All I could hear was the static of the line.


“But… then how could I have been a carrier?” All the tests, all the checks, all the worry I'd had when I first fell pregnant came rushing back at that moment, followed by a void. It had to have come from somewhere. “What… what do you mean dad?”


“Your father was the carrier. Not me. I- Goodbye.”


All I was left with was the bleep of him hanging up and my world crumbling around me.


The rest of that day passed in a haze. I went through the motions and did everything that was required, but I couldn’t think straight.
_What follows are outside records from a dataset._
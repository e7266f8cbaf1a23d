//! Low-level DSP primitives used by the node bundle.
//!
//! These components are allocation-free after construction and realtime-safe,
//! so they can live directly inside a node's audio callback. Each one works a
//! sample at a time; block helpers are thin loops over the per-sample call.

/// Ring buffer with integer and interpolated read-back.
pub mod delay;
/// Attack/sustain/release envelope generator with CV gating.
pub mod envelope;
/// Asymmetric one-pole amplitude follower.
pub mod follower;
/// Wavetable oscillator with fixed-point phase and glide.
pub mod oscillator;

pub use delay::CircularBuffer;
pub use envelope::{
    EnvelopeEvent, EnvelopeFrame, EnvelopeGenerator, EnvelopeRamp, EnvelopeState, EGEN_MAX,
    EGEN_MIN,
};
pub use follower::EnvelopeFollower;
pub use oscillator::{Oscillator, WaveShape};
Every time I stopped my thoughts drifted to the conversation, to the few minutes that utterly destroyed my life. My phone rang more than once from my sister, but I refused to answer it. What would I say? What was there to say?
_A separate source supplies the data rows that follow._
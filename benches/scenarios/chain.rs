//! Benchmarks for a trigger travelling down a chain of nodes.

use std::hint::black_box;

use criterion::{BenchmarkId, Criterion};
use drumnode::{DrumNode, NodeConfig, NodeMessage, Propagation};

const CHAIN_LEN: usize = 8;

pub fn bench_chain(c: &mut Criterion) {
    let mut group = c.benchmark_group("scenarios/chain");
    let config = NodeConfig {
        attack_ms: 1.0,
        release_ms: 4.0,
        follower_gate: false,
        ..NodeConfig::default()
    };

    for &size in &[128usize, 512] {
        let mut nodes: Vec<DrumNode> = (0..CHAIN_LEN)
            .filter_map(|_| DrumNode::new(&config).ok())
            .collect();
        let mut out = vec![0.0f32; size];
        let mut forwarded: Vec<Propagation> = Vec::with_capacity(16);

        group.bench_with_input(BenchmarkId::new("propagate", size), &size, |b, _| {
            b.iter(|| {
                nodes[0].handle_message(NodeMessage::Gate(true));
                for i in 0..nodes.len() {
                    forwarded.clear();
                    nodes[i].render_block(&[], black_box(&mut out), &mut forwarded);
                    if let Some(next) = nodes.get_mut(i + 1) {
                        for p in &forwarded {
                            next.handle_message(NodeMessage::Trigger {
                                energy: p.energy,
                                direction: p.direction,
                            });
                        }
                    }
                }
            })
        });
    }

    group.finish();
}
It was two days later before I was starting to process what had happened. I’d dropped Jacob off at nursery and had a few hours to kill. The plan had been to find a coffee shop, somewhere neutral where I could gather my thoughts. Before I knew it though my feet had brought me to the graveyard, and I was stood in front of Mum’s gravestone.


“Hey Mum.” For a time I just stood there, breathing in the cool air, wishing it could blow everything away. Reading the dates on Mum’s headstone I couldn’t help but remember her wedding anniversary to Dad- no. Not Dad. To David. They’d celebrated their thirtieth wedding anniversary just before she’d died four years ago. I’d only turned thirty last year.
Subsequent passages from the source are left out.